Thursday, July 9, 2015

Mongoliad Book 2

As if the first book hadn't introduced enough, this book chooses to make it even more complicated by introducing a plot regarding the election of the Pope, which actually was a rather notorious event that happened to coincide with the Mongol Invasion. In this book it is only tangentially related by two survivors of the Battle of Mohi, the base event setting the entire story in motion, ending up in Rome and one being Father Rodrigo, a priest with connections to the OMVI or Shield Brethren managing to get into the papal conclave and give us semi-relevant eyes into the whole situation. Meanwhile, the other survivor is Ferenc a Magyar hunter who only knows his unique regional dialect and is entirely unable to communicate with anyone else in Rome, except a young Binder named Ocyroe who can communicate using Rankos Kalba, a form of sign language as fictional as the Binders themselves. We still aren't given much information on these Binders, they are an all female order of messengers with a secret language, but beyond that we know nothing. A large portion of the book is dedicated to these events, but nothing is said of what this has to do with anything else beyond a shared starting point and time.

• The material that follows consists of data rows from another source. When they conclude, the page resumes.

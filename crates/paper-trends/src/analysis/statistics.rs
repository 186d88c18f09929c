//! Category, author, word and date distributions.

use std::collections::{BTreeMap, HashMap};

use crate::models::{Paper, PaperSummary, RankedCounts, Statistics};
use crate::text::{StopWords, clean_word};

/// Top-K limits for the truncated views.
#[derive(Debug, Clone, Copy, PartialEq, Eq)]
pub struct StatisticsLimits {
    /// Categories kept.
    pub categories: usize,
    /// Authors kept.
    pub authors: usize,
    /// Words kept.
    pub words: usize,
    /// Minimum count for a prolific author.
    pub prolific_threshold: usize,
}

impl Default for StatisticsLimits {
    fn default() -> Self {
        use crate::config::defaults;
        Self {
            categories: defaults::TOP_CATEGORIES,
            authors: defaults::TOP_AUTHORS,
            words: defaults::TOP_WORDS,
            prolific_threshold: defaults::PROLIFIC_THRESHOLD,
        }
    }
}

/// Counter that remembers first-seen order for stable tie-breaking.
#[derive(Default)]
struct Tally {
    counts: HashMap<String, (usize, usize)>,
}

impl Tally {
    fn add(&mut self, key: &str) {
        let next = self.counts.len();
        self.counts.entry(key.to_string()).or_insert((0, next)).0 += 1;
    }

    fn len(&self) -> usize {
        self.counts.len()
    }

    /// Entries by descending count, ties in first-seen order.
    fn ranked(&self) -> Vec<(String, usize)> {
        let mut entries: Vec<(&String, &(usize, usize))> = self.counts.iter().collect();
        entries.sort_by(|a, b| b.1.0.cmp(&a.1.0).then_with(|| a.1.1.cmp(&b.1.1)));
        entries.into_iter().map(|(k, &(c, _))| (k.clone(), c)).collect()
    }

    fn top(&self, n: usize) -> RankedCounts {
        let mut ranked = self.ranked();
        ranked.truncate(n);
        RankedCounts(ranked)
    }

    fn at_least(&self, threshold: usize) -> RankedCounts {
        RankedCounts(self.ranked().into_iter().filter(|&(_, c)| c >= threshold).collect())
    }
}

/// Aggregates corpus statistics in a single pass.
#[derive(Debug, Clone, Default)]
pub struct StatisticsAggregator {
    stop_words: StopWords,
    limits: StatisticsLimits,
}

impl StatisticsAggregator {
    /// Create an aggregator.
    #[must_use]
    pub fn new(stop_words: StopWords, limits: StatisticsLimits) -> Self {
        Self { stop_words, limits }
    }

    /// Compute statistics; `summaries` only contributes its length.
    #[must_use]
    pub fn aggregate(&self, papers: &[Paper], summaries: Option<&[PaperSummary]>) -> Statistics {
        let mut categories = Tally::default();
        let mut authors = Tally::default();
        let mut words = Tally::default();
        let mut days: BTreeMap<String, usize> = BTreeMap::new();

        for paper in papers {
            for category in &paper.categories {
                categories.add(category);
            }
            for author in &paper.authors {
                authors.add(author);
            }
            for raw in paper.title.split_whitespace().chain(paper.r#abstract.split_whitespace()) {
                let word = clean_word(raw);
                if word.chars().count() > 3 && !self.stop_words.contains(&word) {
                    words.add(&word);
                }
            }
            if let Some(day) = paper.published_date() {
                *days.entry(day.format("%Y-%m-%d").to_string()).or_insert(0) += 1;
            }
        }

        Statistics {
            total_papers: papers.len(),
            total_authors: authors.len(),
            total_categories: categories.len(),
            summarized_papers: summaries.map_or(0, <[PaperSummary]>::len),
            category_distribution: categories.top(self.limits.categories),
            top_authors: authors.top(self.limits.authors),
            top_words: words.top(self.limits.words),
            time_distribution: days,
            prolific_authors: authors.at_least(self.limits.prolific_threshold),
        }
    }
}

#[cfg(test)]
mod tests {
    use chrono::{FixedOffset, TimeZone, Utc};

    use super::*;

    fn paper(categories: &[&str], authors: &[&str], day: Option<u32>) -> Paper {
        Paper {
            id: "x".to_string(),
            title: "Efficient transformers".to_string(),
            r#abstract: "Efficient attention, revisited!".to_string(),
            categories: categories.iter().map(|c| (*c).to_string()).collect(),
            authors: authors.iter().map(|a| (*a).to_string()).collect(),
            published: day
                .map(|d| Utc.with_ymd_and_hms(2024, 3, d, 12, 0, 0).unwrap().fixed_offset()),
            ..Default::default()
        }
    }

    #[test]
    fn test_empty_corpus_is_all_zero() {
        let stats = StatisticsAggregator::default().aggregate(&[], None);
        assert_eq!(stats, Statistics::default());
    }

    #[test]
    fn test_single_category_corpus() {
        let papers = vec![
            paper(&["X"], &["A"], Some(1)),
            paper(&["X"], &["B"], Some(1)),
            paper(&["X"], &["A"], Some(2)),
        ];
        let stats = StatisticsAggregator::default().aggregate(&papers, None);
        assert_eq!(stats.total_categories, 1);
        assert_eq!(stats.category_distribution, RankedCounts(vec![("X".into(), 3)]));
        assert_eq!(stats.total_authors, 2);
        assert_eq!(stats.prolific_authors, RankedCounts(vec![("A".into(), 2)]));
        assert_eq!(stats.time_distribution.get("2024-03-01"), Some(&2));
        assert_eq!(stats.time_distribution.keys().cloned().collect::<Vec<_>>(), vec!["2024-03-01", "2024-03-02"]);
    }

    #[test]
    fn test_days_bucket_in_record_offset() {
        let eastern = FixedOffset::west_opt(5 * 3600).unwrap();
        let late_evening = Paper {
            published: Some(eastern.with_ymd_and_hms(2024, 3, 1, 23, 30, 0).unwrap()),
            ..paper(&["X"], &["A"], None)
        };
        let stats = StatisticsAggregator::default().aggregate(&[late_evening], None);

        assert_eq!(stats.time_distribution.get("2024-03-01"), Some(&1));
        assert_eq!(stats.time_distribution.len(), 1);
    }

    #[test]
    fn test_word_counts_strip_punctuation() {
        let stats = StatisticsAggregator::default().aggregate(&[paper(&[], &[], None)], None);
        assert_eq!(stats.top_words.get("efficient"), Some(2));
        assert_eq!(stats.top_words.get("attention"), Some(1));
        assert_eq!(stats.top_words.get("revisited"), Some(1));
        assert!(stats.time_distribution.is_empty());
    }

    #[test]
    fn test_summaries_only_counted() {
        let summaries = vec![PaperSummary::default(), PaperSummary::default()];
        let stats =
            StatisticsAggregator::default().aggregate(&[paper(&["X"], &[], None)], Some(&summaries));
        assert_eq!(stats.summarized_papers, 2);
    }

    #[test]
    fn test_top_k_truncates_but_prolific_does_not() {
        let limits = StatisticsLimits { authors: 1, ..StatisticsLimits::default() };
        let papers = vec![paper(&["X"], &["A", "B"], None), paper(&["Y"], &["A", "B"], None)];
        let stats = StatisticsAggregator::new(StopWords::new(), limits).aggregate(&papers, None);
        assert_eq!(stats.top_authors.len(), 1);
        assert_eq!(stats.top_authors.get("A"), Some(2));
        assert_eq!(stats.prolific_authors.len(), 2);
    }
}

Meanwhile, in Poland, the story of the circus of swords is elaborated upon following Andreas and Rutger against the Knights of Livonia and Ongwe Khan and their alliance with Kim Alcheon and Zugokaitso no Yama. Farther East, the main heroes get very little coverage as they follow the Silk Road to Mongolia in an attempt to assassinate Ogedei Khan, a plot prolonged primarily by simply being ignored for most of the book. The most consistent story is that of Gansukh and Lian who travel beyond the walls of Karakorum to the borderlands of China.

The story, or rather stories are rather good, but the pace at which the authors switch between them can be annoying, you get started enjoying one story and it switches to something else. In my attempt to write a fanfiction for Kindle Worlds I was very interested in following the story of Hakkon, but after a chapter or two he is mostly forgotten- not dead though, the last mention is that Ongwe Khan delivered him to his father and he is now on the road with the Khagan and Gansukh and Lian, but with the focus in that area shifted off of him, he becomes invisible background. I started reading this thinking I was going to mainly get a story of the fighting Shield Brethren, but this ended up being more about the political intrigue in the Vatican and the romance of Gansukh and Lian and woefully little was said about the people I wanted to read about. Also, the back cover blurb once again has a false sell, suggesting more of a connection between the people in Rome and the travelers on the Silk Road than is actually demonstrated. I can only hope the third installment brings everything together better than this book did.